Task brief => Copy out each line in the material below that has the word "input".

Materials provided =>

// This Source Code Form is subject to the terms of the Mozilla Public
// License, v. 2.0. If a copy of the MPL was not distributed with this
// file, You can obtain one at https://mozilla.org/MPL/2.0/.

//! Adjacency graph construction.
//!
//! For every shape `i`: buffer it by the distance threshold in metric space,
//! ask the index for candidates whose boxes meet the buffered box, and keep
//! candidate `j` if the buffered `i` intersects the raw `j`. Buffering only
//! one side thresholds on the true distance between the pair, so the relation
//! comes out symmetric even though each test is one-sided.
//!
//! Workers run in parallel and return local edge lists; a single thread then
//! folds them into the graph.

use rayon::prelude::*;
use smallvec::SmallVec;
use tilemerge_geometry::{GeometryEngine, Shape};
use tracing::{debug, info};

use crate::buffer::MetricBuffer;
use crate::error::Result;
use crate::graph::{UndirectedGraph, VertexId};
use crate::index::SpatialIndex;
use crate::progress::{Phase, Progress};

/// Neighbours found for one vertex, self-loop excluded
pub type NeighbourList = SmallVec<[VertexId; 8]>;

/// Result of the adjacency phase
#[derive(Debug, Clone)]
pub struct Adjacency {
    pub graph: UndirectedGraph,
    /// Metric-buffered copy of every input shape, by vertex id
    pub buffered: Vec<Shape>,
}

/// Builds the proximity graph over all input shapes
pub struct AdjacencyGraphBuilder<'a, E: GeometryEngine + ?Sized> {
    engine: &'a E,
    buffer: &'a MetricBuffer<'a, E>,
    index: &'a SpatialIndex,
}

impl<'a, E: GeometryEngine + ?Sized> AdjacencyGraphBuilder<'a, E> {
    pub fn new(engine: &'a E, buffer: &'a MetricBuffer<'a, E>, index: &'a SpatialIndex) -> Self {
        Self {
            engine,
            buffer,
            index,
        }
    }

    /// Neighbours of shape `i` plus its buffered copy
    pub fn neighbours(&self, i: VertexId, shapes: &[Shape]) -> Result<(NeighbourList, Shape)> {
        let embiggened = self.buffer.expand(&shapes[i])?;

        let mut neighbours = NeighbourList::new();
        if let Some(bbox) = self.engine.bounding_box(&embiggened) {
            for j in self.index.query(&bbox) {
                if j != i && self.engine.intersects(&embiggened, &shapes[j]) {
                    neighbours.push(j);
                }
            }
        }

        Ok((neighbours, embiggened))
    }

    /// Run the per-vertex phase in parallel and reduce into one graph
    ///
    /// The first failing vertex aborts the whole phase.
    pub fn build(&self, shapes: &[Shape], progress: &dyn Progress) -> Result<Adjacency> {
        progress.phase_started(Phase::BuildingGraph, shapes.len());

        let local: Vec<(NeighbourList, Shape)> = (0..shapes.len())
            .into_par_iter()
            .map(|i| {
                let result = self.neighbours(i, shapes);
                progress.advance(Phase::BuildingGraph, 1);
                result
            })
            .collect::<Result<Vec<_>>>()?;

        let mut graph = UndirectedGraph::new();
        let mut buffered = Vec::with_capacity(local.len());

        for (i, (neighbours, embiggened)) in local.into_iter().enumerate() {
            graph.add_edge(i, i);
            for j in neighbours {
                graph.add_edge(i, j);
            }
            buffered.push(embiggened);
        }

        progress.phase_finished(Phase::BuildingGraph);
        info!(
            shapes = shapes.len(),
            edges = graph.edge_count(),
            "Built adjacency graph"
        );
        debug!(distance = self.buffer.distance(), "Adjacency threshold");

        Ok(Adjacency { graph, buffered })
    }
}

Response box =>
    /// Metric-buffered copy of every input shape, by vertex id
/// Builds the proximity graph over all input shapes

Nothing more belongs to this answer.